- **PROMPT**:
The whole listing should be given back without any alteration.

- **EXTRACTED ENTRIES**:
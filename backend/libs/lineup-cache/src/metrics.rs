//! Cache metrics for observability

use prometheus::{CounterVec, Opts, Registry};
use std::sync::OnceLock;

static METRICS: OnceLock<CacheMetricsInner> = OnceLock::new();

struct CacheMetricsInner {
    hits: CounterVec,
    misses: CounterVec,
    coalesced: CounterVec,
    fetches: CounterVec,
    fetch_errors: CounterVec,
    writes: CounterVec,
    invalidations: CounterVec,
    errors: CounterVec,
}

fn counter(name: &str, help: &str, labels: &[&str]) -> CounterVec {
    CounterVec::new(Opts::new(name, help), labels).expect("valid metric definition")
}

impl CacheMetricsInner {
    fn new() -> Self {
        Self {
            hits: counter("lineup_cache_hits_total", "Total cache hits", &["namespace"]),
            misses: counter(
                "lineup_cache_misses_total",
                "Total cache misses",
                &["namespace"],
            ),
            coalesced: counter(
                "lineup_cache_coalesced_total",
                "Callers that joined an in-flight fetch",
                &["namespace"],
            ),
            fetches: counter(
                "lineup_cache_fetches_total",
                "Backend fetches started by the cache",
                &["namespace"],
            ),
            fetch_errors: counter(
                "lineup_cache_fetch_errors_total",
                "Backend fetches that failed",
                &["namespace"],
            ),
            writes: counter(
                "lineup_cache_writes_total",
                "Total cache writes",
                &["namespace"],
            ),
            invalidations: counter(
                "lineup_cache_invalidations_total",
                "Total namespace invalidations",
                &["namespace"],
            ),
            errors: counter(
                "lineup_cache_errors_total",
                "Total cache backend errors",
                &["namespace", "error_type"],
            ),
        }
    }

    fn register(&self, registry: &Registry) -> Result<(), prometheus::Error> {
        registry.register(Box::new(self.hits.clone()))?;
        registry.register(Box::new(self.misses.clone()))?;
        registry.register(Box::new(self.coalesced.clone()))?;
        registry.register(Box::new(self.fetches.clone()))?;
        registry.register(Box::new(self.fetch_errors.clone()))?;
        registry.register(Box::new(self.writes.clone()))?;
        registry.register(Box::new(self.invalidations.clone()))?;
        registry.register(Box::new(self.errors.clone()))?;
        Ok(())
    }
}

fn get_metrics() -> &'static CacheMetricsInner {
    METRICS.get_or_init(CacheMetricsInner::new)
}

/// Cache metrics wrapper, labelled by cache namespace
#[derive(Clone, Debug)]
pub struct CacheMetrics {
    namespace: String,
}

impl CacheMetrics {
    pub fn new(namespace: impl Into<String>) -> Self {
        Self {
            namespace: namespace.into(),
        }
    }

    /// Register metrics with a Prometheus registry
    pub fn register(registry: &Registry) -> Result<(), prometheus::Error> {
        get_metrics().register(registry)
    }

    pub fn record_hit(&self) {
        get_metrics()
            .hits
            .with_label_values(&[&self.namespace])
            .inc();
    }

    pub fn record_miss(&self) {
        get_metrics()
            .misses
            .with_label_values(&[&self.namespace])
            .inc();
    }

    pub fn record_coalesced(&self) {
        get_metrics()
            .coalesced
            .with_label_values(&[&self.namespace])
            .inc();
    }

    pub fn record_fetch(&self) {
        get_metrics()
            .fetches
            .with_label_values(&[&self.namespace])
            .inc();
    }

    pub fn record_fetch_error(&self) {
        get_metrics()
            .fetch_errors
            .with_label_values(&[&self.namespace])
            .inc();
    }

    pub fn record_write(&self) {
        get_metrics()
            .writes
            .with_label_values(&[&self.namespace])
            .inc();
    }

    pub fn record_invalidation(&self) {
        get_metrics()
            .invalidations
            .with_label_values(&[&self.namespace])
            .inc();
    }

    pub fn record_error(&self, error_type: &str) {
        get_metrics()
            .errors
            .with_label_values(&[&self.namespace, error_type])
            .inc();
    }
}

- **ANSWER TO THIS TASK**:
filename backend/libs/lineup-cache/src/metrics.rs
//! Cache metrics for observability

use prometheus::{CounterVec, Opts, Registry};
use std::sync::OnceLock;

static METRICS: OnceLock<CacheMetricsInner> = OnceLock::new();

struct CacheMetricsInner {
    hits: CounterVec,
    misses: CounterVec,
    coalesced: CounterVec,
    fetches: CounterVec,
    fetch_errors: CounterVec,
    writes: CounterVec,
    invalidations: CounterVec,
    errors: CounterVec,
}

fn counter(name: &str, help: &str, labels: &[&str]) -> CounterVec {
    CounterVec::new(Opts::new(name, help), labels).expect("valid metric definition")
}

impl CacheMetricsInner {
    fn new() -> Self {
        Self {
            hits: counter("lineup_cache_hits_total", "Total cache hits", &["namespace"]),
            misses: counter(
                "lineup_cache_misses_total",
                "Total cache misses",
                &["namespace"],
            ),
            coalesced: counter(
                "lineup_cache_coalesced_total",
                "Callers that joined an in-flight fetch",
                &["namespace"],
            ),
            fetches: counter(
                "lineup_cache_fetches_total",
                "Backend fetches started by the cache",
                &["namespace"],
            ),
            fetch_errors: counter(
                "lineup_cache_fetch_errors_total",
                "Backend fetches that failed",
                &["namespace"],
            ),
            writes: counter(
                "lineup_cache_writes_total",
                "Total cache writes",
                &["namespace"],
            ),
            invalidations: counter(
                "lineup_cache_invalidations_total",
                "Total namespace invalidations",
                &["namespace"],
            ),
            errors: counter(
                "lineup_cache_errors_total",
                "Total cache backend errors",
                &["namespace", "error_type"],
            ),
        }
    }

    fn register(&self, registry: &Registry) -> Result<(), prometheus::Error> {
        registry.register(Box::new(self.hits.clone()))?;
        registry.register(Box::new(self.misses.clone()))?;
        registry.register(Box::new(self.coalesced.clone()))?;
        registry.register(Box::new(self.fetches.clone()))?;
        registry.register(Box::new(self.fetch_errors.clone()))?;
        registry.register(Box::new(self.writes.clone()))?;
        registry.register(Box::new(self.invalidations.clone()))?;
        registry.register(Box::new(self.errors.clone()))?;
        Ok(())
    }
}

fn get_metrics() -> &'static CacheMetricsInner {
    METRICS.get_or_init(CacheMetricsInner::new)
}

/// Cache metrics wrapper, labelled by cache namespace
#[derive(Clone, Debug)]
pub struct CacheMetrics {
    namespace: String,
}

impl CacheMetrics {
    pub fn new(namespace: impl Into<String>) -> Self {
        Self {
            namespace: namespace.into(),
        }
    }

    /// Register metrics with a Prometheus registry
    pub fn register(registry: &Registry) -> Result<(), prometheus::Error> {
        get_metrics().register(registry)
    }

    pub fn record_hit(&self) {
        get_metrics()
            .hits
            .with_label_values(&[&self.namespace])
            .inc();
    }

    pub fn record_miss(&self) {
        get_metrics()
            .misses
            .with_label_values(&[&self.namespace])
            .inc();
    }

    pub fn record_coalesced(&self) {
        get_metrics()
            .coalesced
            .with_label_values(&[&self.namespace])
            .inc();
    }

    pub fn record_fetch(&self) {
        get_metrics()
            .fetches
            .with_label_values(&[&self.namespace])
            .inc();
    }

    pub fn record_fetch_error(&self) {
        get_metrics()
            .fetch_errors
            .with_label_values(&[&self.namespace])
            .inc();
    }

    pub fn record_write(&self) {
        get_metrics()
            .writes
            .with_label_values(&[&self.namespace])
            .inc();
    }

    pub fn record_invalidation(&self) {
        get_metrics()
            .invalidations
            .with_label_values(&[&self.namespace])
            .inc();
    }

    pub fn record_error(&self, error_type: &str) {
        get_metrics()
            .errors
            .with_label_values(&[&self.namespace, error_type])
            .inc();
    }
}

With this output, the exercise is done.